**Problem details:** Report how many lines of the material below contain the string "ClientIpHeader". The reply is that number and no more.

********

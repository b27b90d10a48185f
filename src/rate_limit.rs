//! Rate limiting for the login endpoint.
//!
//! Uses a token bucket algorithm with per-IP tracking to slow down password guessing.

use axum::{
    extract::{Request, State},
    http::StatusCode,
    middleware::Next,
    response::{IntoResponse, Response},
};
use governor::{Quota, RateLimiter, clock::DefaultClock, state::keyed::DefaultKeyedStateStore};
use std::{num::NonZeroU32, sync::Arc};
use tracing::debug;

use crate::auth::{ClientIpHeader, extract_client_ip};

/// Per-IP rate limiter.
pub type IpLimiter = RateLimiter<String, DefaultKeyedStateStore<String>, DefaultClock>;

const DEFAULT_LOGIN_PER_SEC: u32 = 1;
const DEFAULT_LOGIN_BURST: u32 = 5;

/// Rate limiting configuration for the login endpoint.
#[derive(Clone)]
pub struct RateLimitConfig {
    /// Per-IP limiter for login attempts
    pub login: Arc<IpLimiter>,
    /// Where to read the client IP from
    pub ip_header: Option<ClientIpHeader>,
}

impl RateLimitConfig {
    /// Create rate limiters with default configuration (1 per second, burst of 5).
    pub fn new(ip_header: Option<ClientIpHeader>) -> Self {
        Self::with_login_quota(ip_header, DEFAULT_LOGIN_PER_SEC, DEFAULT_LOGIN_BURST)
    }

    /// Create rate limiters with a custom login quota. Zero values are raised to one.
    pub fn with_login_quota(ip_header: Option<ClientIpHeader>, per_second: u32, burst: u32) -> Self {
        let per_second = NonZeroU32::new(per_second).unwrap_or(NonZeroU32::MIN);
        let burst = NonZeroU32::new(burst).unwrap_or(NonZeroU32::MIN);

        Self {
            login: Arc::new(RateLimiter::keyed(
                Quota::per_second(per_second).allow_burst(burst),
            )),
            ip_header,
        }
    }

    /// Drop limiter state for clients whose bucket has fully refilled.
    /// Returns the number of clients still tracked.
    pub fn prune(&self) -> usize {
        self.login.retain_recent();
        self.login.shrink_to_fit();
        let tracked = self.login.len();
        debug!(tracked, "Pruned login rate limiter");
        tracked
    }
}

/// Middleware for rate limiting login endpoints.
pub async fn rate_limit_login(
    State(config): State<RateLimitConfig>,
    request: Request,
    next: Next,
) -> Response {
    let ip = match extract_client_ip(&request, config.ip_header) {
        Ok(ip) => ip,
        Err(_) => {
            return (StatusCode::FORBIDDEN, "Unable to determine client IP.").into_response();
        }
    };

    match config.login.check_key(&ip) {
        Ok(_) => next.run(request).await,
        Err(_) => (
            StatusCode::TOO_MANY_REQUESTS,
            "Too many login attempts. Please wait before trying again.",
        )
            .into_response(),
    }
}

#[cfg(test)]
mod tests {
    use super::*;

    #[test]
    fn test_burst_then_limited() {
        let config = RateLimitConfig::with_login_quota(None, 1, 3);
        let ip = "10.0.0.1".to_string();

        for _ in 0..3 {
            assert!(config.login.check_key(&ip).is_ok());
        }
        assert!(config.login.check_key(&ip).is_err());

        // Other clients have their own bucket
        assert!(config.login.check_key(&"10.0.0.2".to_string()).is_ok());
    }

    #[test]
    fn test_prune_forgets_idle_clients() {
        // 10ms per cell, so every bucket refills well within the sleep
        let config = RateLimitConfig::with_login_quota(None, 100, 1);

        for i in 0..50 {
            let _ = config.login.check_key(&format!("10.0.0.{}", i));
        }
        assert_eq!(config.login.len(), 50);

        std::thread::sleep(std::time::Duration::from_millis(100));

        assert_eq!(config.prune(), 0);
        assert!(config.login.is_empty());
    }

    #[test]
    fn test_prune_keeps_limited_clients() {
        let config = RateLimitConfig::with_login_quota(None, 1, 1);
        let ip = "10.0.0.1".to_string();

        assert!(config.login.check_key(&ip).is_ok());
        assert_eq!(config.prune(), 1);
        assert!(config.login.check_key(&ip).is_err());
    }

    #[test]
    fn test_zero_quota_is_clamped() {
        let config = RateLimitConfig::with_login_quota(None, 0, 0);
        assert!(config.login.check_key(&"ip".to_string()).is_ok());
    }
}
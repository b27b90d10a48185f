use async_trait::async_trait;
use sqlx::sqlite::SqlitePool;

use crate::auth::{Principal, StoreError, UserCredentials, UserDirectory};

#[derive(Clone)]
pub struct UserStore {
    pool: SqlitePool,
}

#[derive(Debug, Clone)]
pub struct User {
    pub id: i64,
    pub email: String,
    pub username: String,
    pub active: bool,
    pub created_at: String,
    pub updated_at: String,
}

#[derive(sqlx::FromRow)]
struct UserRow {
    id: i64,
    email: String,
    username: String,
    is_active: i32,
    created_at: String,
    updated_at: String,
}

impl From<UserRow> for User {
    fn from(row: UserRow) -> Self {
        Self {
            id: row.id,
            email: row.email,
            username: row.username,
            active: row.is_active != 0,
            created_at: row.created_at,
            updated_at: row.updated_at,
        }
    }
}

#[derive(sqlx::FromRow)]
struct CredentialsRow {
    id: i64,
    password_hash: String,
    is_active: i32,
}

impl From<CredentialsRow> for UserCredentials {
    fn from(row: CredentialsRow) -> Self {
        Self {
            principal: Principal {
                id: row.id,
                active: row.is_active != 0,
            },
            password_hash: row.password_hash,
        }
    }
}

/// Fields of a user that may be changed after creation. `None` leaves a field as is.
#[derive(Debug, Clone, Default)]
pub struct UserUpdate {
    pub username: Option<String>,
    pub active: Option<bool>,
}

impl UserUpdate {
    pub fn is_empty(&self) -> bool {
        self.username.is_none() && self.active.is_none()
    }
}

impl UserStore {
    pub fn new(pool: SqlitePool) -> Self {
        Self { pool }
    }

    /// Create a new active user. Returns the user ID.
    pub async fn create(
        &self,
        email: &str,
        username: &str,
        password_hash: &str,
    ) -> Result<i64, sqlx::Error> {
        let result =
            sqlx::query("INSERT INTO users (email, username, password_hash) VALUES (?, ?, ?)")
                .bind(email)
                .bind(username)
                .bind(password_hash)
                .execute(&self.pool)
                .await?;
        Ok(result.last_insert_rowid())
    }

    /// Get a user by email (case-insensitive).
    pub async fn get_by_email(&self, email: &str) -> Result<Option<User>, sqlx::Error> {
        let row: Option<UserRow> = sqlx::query_as(
            "SELECT id, email, username, is_active, created_at, updated_at FROM users WHERE email = ?",
        )
        .bind(email)
        .fetch_optional(&self.pool)
        .await?;
        Ok(row.map(User::from))
    }

    /// Get a user by ID.
    pub async fn get_by_id(&self, id: i64) -> Result<Option<User>, sqlx::Error> {
        let row: Option<UserRow> = sqlx::query_as(
            "SELECT id, email, username, is_active, created_at, updated_at FROM users WHERE id = ?",
        )
        .bind(id)
        .fetch_optional(&self.pool)
        .await?;
        Ok(row.map(User::from))
    }

    /// Apply the set fields of `update`. Returns whether the user exists.
    pub async fn update(&self, id: i64, update: &UserUpdate) -> Result<bool, sqlx::Error> {
        if update.is_empty() {
            return Ok(self.get_by_id(id).await?.is_some());
        }

        let result = sqlx::query(
            "UPDATE users SET
                username = COALESCE(?, username),
                is_active = COALESCE(?, is_active),
                updated_at = datetime('now')
            WHERE id = ?",
        )
        .bind(update.username.as_deref())
        .bind(update.active.map(i32::from))
        .bind(id)
        .execute(&self.pool)
        .await?;
        Ok(result.rows_affected() > 0)
    }

    /// Delete a user by ID.
    pub async fn delete(&self, id: i64) -> Result<bool, sqlx::Error> {
        let result = sqlx::query("DELETE FROM users WHERE id = ?")
            .bind(id)
            .execute(&self.pool)
            .await?;
        Ok(result.rows_affected() > 0)
    }
}

#[async_trait]
impl UserDirectory for UserStore {
    async fn find_by_identity(
        &self,
        identity: &str,
    ) -> Result<Option<UserCredentials>, StoreError> {
        let row: Option<CredentialsRow> =
            sqlx::query_as("SELECT id, password_hash, is_active FROM users WHERE email = ?")
                .bind(identity)
                .fetch_optional(&self.pool)
                .await?;
        Ok(row.map(UserCredentials::from))
    }
}

#[cfg(test)]
mod tests {
    use super::*;
    use crate::db::Database;

    #[tokio::test]
    async fn test_create_and_get_user() {
        let db = Database::open(":memory:").await.unwrap();

        let id = db.users().create("a@x.com", "alice", "hash").await.unwrap();

        let user = db.users().get_by_email("A@X.com").await.unwrap().unwrap();
        assert_eq!(user.id, id);
        assert_eq!(user.username, "alice");
        assert!(user.active);

        let user = db.users().get_by_id(id).await.unwrap().unwrap();
        assert_eq!(user.email, "a@x.com");
    }

    #[tokio::test]
    async fn test_duplicate_email_fails() {
        let db = Database::open(":memory:").await.unwrap();

        db.users().create("a@x.com", "alice", "hash").await.unwrap();
        let result = db.users().create("A@x.com", "alice2", "hash").await;

        assert!(result.is_err());
    }

    #[tokio::test]
    async fn test_update_only_touches_set_fields() {
        let db = Database::open(":memory:").await.unwrap();
        let id = db.users().create("a@x.com", "alice", "hash").await.unwrap();

        let deactivate = UserUpdate {
            active: Some(false),
            ..UserUpdate::default()
        };
        assert!(db.users().update(id, &deactivate).await.unwrap());

        let user = db.users().get_by_id(id).await.unwrap().unwrap();
        assert!(!user.active);
        assert_eq!(user.username, "alice");

        let rename = UserUpdate {
            username: Some("alicia".into()),
            ..UserUpdate::default()
        };
        assert!(db.users().update(id, &rename).await.unwrap());

        let user = db.users().get_by_id(id).await.unwrap().unwrap();
        assert!(!user.active);
        assert_eq!(user.username, "alicia");

        assert!(!db.users().update(999, &rename).await.unwrap());
        assert!(db.users().update(id, &UserUpdate::default()).await.unwrap());
    }

    #[tokio::test]
    async fn test_find_by_identity() {
        let db = Database::open(":memory:").await.unwrap();
        let id = db.users().create("a@x.com", "alice", "$argon2id$x").await.unwrap();

        let credentials = db
            .users()
            .find_by_identity("a@x.com")
            .await
            .unwrap()
            .unwrap();
        assert_eq!(credentials.principal, Principal { id, active: true });
        assert_eq!(credentials.password_hash, "$argon2id$x");

        assert!(db.users().find_by_identity("b@x.com").await.unwrap().is_none());
    }

    #[tokio::test]
    async fn test_delete_user() {
        let db = Database::open(":memory:").await.unwrap();

        let id = db.users().create("a@x.com", "alice", "hash").await.unwrap();
        db.users().delete(id).await.unwrap();

        assert!(db.users().get_by_id(id).await.unwrap().is_none());
    }
}
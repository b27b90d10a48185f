//! Password authentication with rotating refresh tokens.
//!
//! Dual-token system: short-lived access tokens (30 min, stateless JWT) and
//! long-lived refresh tokens (30 days, opaque, store-backed). Each refresh
//! consumes the presented token and issues a replacement; logout deletes it.

mod errors;
mod extractors;
mod ip;
pub mod memory;
mod service;
mod state;
mod store;
mod types;

pub use errors::AuthError;
pub use extractors::{BearerAuth, bearer_token};
pub use ip::{ClientIpHeader, HasHeadersAndExtensions, extract_client_ip};
pub use service::{AuthComponents, AuthService};
pub use state::HasAuthService;
pub use store::{AuditLog, SessionStore, StoreError, UserDirectory};
pub use types::{
    AuthConfig, LoginAttempt, Principal, SessionRecord, TokenResponse, UserCredentials,
};
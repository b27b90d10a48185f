//! In-memory implementations of the store contracts.
//!
//! Each store guards its data with a single mutex, so every operation is
//! atomic with respect to the others.

use std::collections::HashMap;
use std::sync::Mutex;

use async_trait::async_trait;

use super::store::{AuditLog, SessionStore, StoreError, UserDirectory};
use super::types::{LoginAttempt, Principal, SessionRecord, UserCredentials};

fn poisoned<T>(_: T) -> StoreError {
    StoreError::Unavailable("lock poisoned".into())
}

#[derive(Debug, Default)]
pub struct MemorySessionStore {
    sessions: Mutex<HashMap<String, SessionRecord>>,
}

impl MemorySessionStore {
    pub fn new() -> Self {
        Self::default()
    }

    /// Number of stored tokens, expired ones included.
    pub fn len(&self) -> usize {
        self.sessions.lock().map(|s| s.len()).unwrap_or_default()
    }

    pub fn is_empty(&self) -> bool {
        self.len() == 0
    }
}

#[async_trait]
impl SessionStore for MemorySessionStore {
    async fn put(
        &self,
        token: &str,
        owner: i64,
        expires_at: u64,
        created_at: u64,
    ) -> Result<(), StoreError> {
        let mut sessions = self.sessions.lock().map_err(poisoned)?;
        if sessions.contains_key(token) {
            return Err(StoreError::Conflict);
        }
        sessions.insert(
            token.to_string(),
            SessionRecord {
                token: token.to_string(),
                owner,
                expires_at,
                created_at,
            },
        );
        Ok(())
    }

    async fn get(&self, token: &str) -> Result<Option<SessionRecord>, StoreError> {
        let sessions = self.sessions.lock().map_err(poisoned)?;
        Ok(sessions.get(token).cloned())
    }

    async fn delete(&self, token: &str) -> Result<bool, StoreError> {
        let mut sessions = self.sessions.lock().map_err(poisoned)?;
        Ok(sessions.remove(token).is_some())
    }

    async fn delete_expired(&self, now: u64) -> Result<u64, StoreError> {
        let mut sessions = self.sessions.lock().map_err(poisoned)?;
        let before = sessions.len();
        sessions.retain(|_, s| !s.is_expired(now));
        Ok((before - sessions.len()) as u64)
    }

    async fn list_by_owner(
        &self,
        owner: i64,
        now: u64,
    ) -> Result<Vec<SessionRecord>, StoreError> {
        let sessions = self.sessions.lock().map_err(poisoned)?;
        let mut records: Vec<SessionRecord> = sessions
            .values()
            .filter(|s| s.owner == owner && !s.is_expired(now))
            .cloned()
            .collect();
        records.sort_by(|a, b| b.created_at.cmp(&a.created_at));
        Ok(records)
    }

    async fn delete_all_by_owner(&self, owner: i64) -> Result<u64, StoreError> {
        let mut sessions = self.sessions.lock().map_err(poisoned)?;
        let before = sessions.len();
        sessions.retain(|_, s| s.owner != owner);
        Ok((before - sessions.len()) as u64)
    }
}

#[derive(Debug, Default)]
pub struct MemoryAuditLog {
    attempts: Mutex<Vec<LoginAttempt>>,
}

impl MemoryAuditLog {
    pub fn new() -> Self {
        Self::default()
    }

    /// Snapshot of every recorded attempt in insertion order.
    pub fn attempts(&self) -> Vec<LoginAttempt> {
        self.attempts
            .lock()
            .map(|a| a.clone())
            .unwrap_or_default()
    }
}

#[async_trait]
impl AuditLog for MemoryAuditLog {
    async fn record(&self, attempt: &LoginAttempt) -> Result<(), StoreError> {
        self.attempts.lock().map_err(poisoned)?.push(attempt.clone());
        Ok(())
    }
}

#[derive(Debug, Default)]
pub struct MemoryUserDirectory {
    users: Mutex<HashMap<String, UserCredentials>>,
    next_id: Mutex<i64>,
}

impl MemoryUserDirectory {
    pub fn new() -> Self {
        Self::default()
    }

    /// Add a user and return its principal. `identity` is matched case-insensitively.
    pub fn insert(&self, identity: &str, password_hash: &str, active: bool) -> Principal {
        let mut next_id = self.next_id.lock().unwrap_or_else(|e| e.into_inner());
        *next_id += 1;
        let principal = Principal {
            id: *next_id,
            active,
        };
        self.users.lock().unwrap_or_else(|e| e.into_inner()).insert(
            identity.to_lowercase(),
            UserCredentials {
                principal,
                password_hash: password_hash.to_string(),
            },
        );
        principal
    }
}

#[async_trait]
impl UserDirectory for MemoryUserDirectory {
    async fn find_by_identity(
        &self,
        identity: &str,
    ) -> Result<Option<UserCredentials>, StoreError> {
        let users = self.users.lock().map_err(poisoned)?;
        Ok(users.get(&identity.to_lowercase()).cloned())
    }
}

********

**Answer to the exercise:** 5